Dataset:
use super::state::AppState;
use crate::batch::{BatchJob, BatchRunner, ProgressEvent};
use crate::config::has_allowed_extension;
use crate::export::{self, ArchiveItem, DocumentKind, ExportError};
use crate::scanner;
use crate::transcribe::TranscribeRequest;
use axum::{
    body::{Body, Bytes},
    extract::{Multipart, State},
    http::{header, StatusCode},
    response::{IntoResponse, Json, Response},
};
use futures::StreamExt;
use serde::{Deserialize, Serialize};
use std::convert::Infallible;
use std::path::Path;
use std::time::Duration;
use tokio::sync::mpsc;
use tokio_stream::wrappers::ReceiverStream;
use tracing::{error, info};

// ============================================================================
// Request/Response Types
// ============================================================================

#[derive(Debug, Deserialize)]
pub struct FolderRequest {
    /// Language profile name (default: configured default_language)
    pub language: Option<String>,

    /// Model name (default: configured default_model)
    pub model: Option<String>,

    /// Free-text priming context (default: empty)
    pub context: Option<String>,
}

#[derive(Debug, Serialize)]
pub struct TranscribeResponse {
    pub text: String,
    pub language: String,
    pub model: String,
    pub segments_count: usize,
    pub filename: String,
}

#[derive(Debug, Deserialize)]
pub struct ExportDocumentRequest {
    #[serde(default)]
    pub text: String,

    #[serde(default = "default_export_name")]
    pub filename: String,
}

#[derive(Debug, Deserialize)]
pub struct ExportArchiveRequest {
    #[serde(default)]
    pub items: Vec<ArchiveItem>,
}

fn default_export_name() -> String {
    "transcript".to_string()
}

#[derive(Debug, Serialize)]
pub struct ErrorResponse {
    pub error: String,
}

fn error_response(status: StatusCode, message: impl Into<String>) -> Response {
    (
        status,
        Json(ErrorResponse {
            error: message.into(),
        }),
    )
        .into_response()
}

// ============================================================================
// Handlers
// ============================================================================

/// POST /api/transcribe
/// Transcribe a single uploaded audio file
pub async fn transcribe_file(
    State(state): State<AppState>,
    mut multipart: Multipart,
) -> Response {
    let defaults = &state.config.transcription;
    let mut language = defaults.default_language.clone();
    let mut model = defaults.default_model.clone();
    let mut context = String::new();
    let mut upload: Option<(String, Bytes)> = None;

    loop {
        let field = match multipart.next_field().await {
            Ok(Some(field)) => field,
            Ok(None) => break,
            Err(e) => {
                return error_response(
                    StatusCode::BAD_REQUEST,
                    format!("Invalid multipart request: {e}"),
                );
            }
        };

        let name = field.name().unwrap_or_default().to_string();
        match name.as_str() {
            "file" => {
                let filename = field.file_name().unwrap_or_default().to_string();
                match field.bytes().await {
                    Ok(bytes) => upload = Some((filename, bytes)),
                    Err(e) => {
                        return error_response(
                            StatusCode::BAD_REQUEST,
                            format!("Failed to read upload: {e}"),
                        );
                    }
                }
            }
            "language" => language = field.text().await.unwrap_or(language),
            "model" => model = field.text().await.unwrap_or(model),
            "context" => context = field.text().await.unwrap_or(context),
            _ => {}
        }
    }

    let Some((filename, bytes)) = upload else {
        return error_response(StatusCode::BAD_REQUEST, "Missing file field");
    };

    if !has_allowed_extension(Path::new(&filename)) {
        return error_response(
            StatusCode::BAD_REQUEST,
            "Unsupported format. Use .m4a, .mp3 or .wav",
        );
    }

    // Validated above, extension is present
    let ext = Path::new(&filename)
        .extension()
        .and_then(|e| e.to_str())
        .unwrap_or("bin")
        .to_ascii_lowercase();
    let tmp = std::env::temp_dir().join(format!("lectern-upload-{}.{ext}", uuid::Uuid::new_v4()));

    if let Err(e) = tokio::fs::write(&tmp, &bytes).await {
        error!("Failed to stage upload {}: {}", tmp.display(), e);
        return error_response(StatusCode::INTERNAL_SERVER_ERROR, "Failed to stage upload");
    }

    info!("Transcribing upload {} ({} bytes)", filename, bytes.len());
    let request = TranscribeRequest {
        audio_path: tmp.clone(),
        language,
        model: model.clone(),
        context,
    };
    let result = state.adapter.transcribe(&request).await;
    let _ = tokio::fs::remove_file(&tmp).await;

    match result {
        Ok(transcription) => Json(TranscribeResponse {
            text: transcription.text,
            language: transcription.language,
            model,
            segments_count: transcription.segments,
            filename,
        })
        .into_response(),
        Err(e) => {
            error!("Transcription of {} failed: {}", filename, e);
            error_response(StatusCode::INTERNAL_SERVER_ERROR, e.to_string())
        }
    }
}

/// POST /api/transcribe-folder
/// Scan the pending directory, transcribe every stable file and stream
/// progress as newline-delimited JSON
pub async fn transcribe_folder(
    State(state): State<AppState>,
    Json(req): Json<FolderRequest>,
) -> Response {
    if let Err(e) = state.config.folders.ensure().await {
        error!("Failed to prepare folders: {:#}", e);
        return error_response(
            StatusCode::INTERNAL_SERVER_ERROR,
            "Failed to prepare folders",
        );
    }

    // Only one batch may run at a time; concurrent callers get a conflict
    // instead of racing on the same pending files
    let guard = match state.batch_guard.clone().try_lock_owned() {
        Ok(guard) => guard,
        Err(_) => {
            return error_response(
                StatusCode::CONFLICT,
                "A folder batch is already running",
            );
        }
    };

    let config = state.config.clone();
    let adapter = state.adapter.clone();
    let language = req
        .language
        .unwrap_or_else(|| config.transcription.default_language.clone());
    let model = req
        .model
        .unwrap_or_else(|| config.transcription.default_model.clone());
    let context = req.context.unwrap_or_default();

    let (tx, rx) = mpsc::channel::<ProgressEvent>(16);

    tokio::spawn(async move {
        // Held until the batch ends, including early exits
        let _guard = guard;

        let settle = Duration::from_secs(config.transcription.settle_secs);
        let items = match scanner::scan_stable(&config.folders.pending, settle).await {
            Ok(items) => items,
            Err(e) => {
                error!("Stability scan failed: {:#}", e);
                return;
            }
        };

        let job = BatchJob {
            items,
            language,
            model,
            context,
        };
        BatchRunner::new(adapter, config.folders.clone())
            .run(job, tx)
            .await;
    });

    let stream = ReceiverStream::new(rx).map(|event| {
        let mut line =
            serde_json::to_string(&event).unwrap_or_else(|_| String::from("{}"));
        line.push('\n');
        Ok::<_, Infallible>(Bytes::from(line))
    });

    (
        [
            (header::CONTENT_TYPE, "application/x-ndjson"),
            (header::X_CONTENT_TYPE_OPTIONS, "nosniff"),
        ],
        Body::from_stream(stream),
    )
        .into_response()
}

/// POST /api/export/pdf
pub async fn export_pdf(Json(req): Json<ExportDocumentRequest>) -> Response {
    export_document(DocumentKind::Pdf, req).await
}

/// POST /api/export/docx
pub async fn export_docx(Json(req): Json<ExportDocumentRequest>) -> Response {
    export_document(DocumentKind::Docx, req).await
}

async fn export_document(kind: DocumentKind, req: ExportDocumentRequest) -> Response {
    match export::render_document(kind, &req.text, &req.filename).await {
        Ok(bytes) => attachment(
            kind.content_type(),
            &format!("{}.{}", req.filename, kind.extension()),
            bytes,
        ),
        Err(e) => export_error(e),
    }
}

/// POST /api/export/zip
pub async fn export_zip(Json(req): Json<ExportArchiveRequest>) -> Response {
    match export::render_archive(&req.items) {
        Ok(bytes) => attachment("application/zip", "transcripts.zip", bytes),
        Err(e) => export_error(e),
    }
}

fn export_error(e: ExportError) -> Response {
    let status = if e.is_client_error() {
        StatusCode::BAD_REQUEST
    } else {
        error!("Export failed: {}", e);
        StatusCode::INTERNAL_SERVER_ERROR
    };
    error_response(status, e.to_string())
}

fn attachment(content_type: &str, filename: &str, bytes: Vec<u8>) -> Response {
    let safe_name = filename.replace(['"', '\r', '\n'], "");
    (
        [
            (header::CONTENT_TYPE, content_type.to_string()),
            (
                header::CONTENT_DISPOSITION,
                format!("attachment; filename=\"{safe_name}\""),
            ),
        ],
        bytes,
    )
        .into_response()
}

/// GET /health
/// Health check endpoint
pub async fn health_check() -> impl IntoResponse {
    (StatusCode::OK, "OK")
}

What needs to be done: Select every line above that contains the word "info", and copy it.

Response to the exercise:
use tracing::{error, info};
    info!("Transcribing upload {} ({} bytes)", filename, bytes.len());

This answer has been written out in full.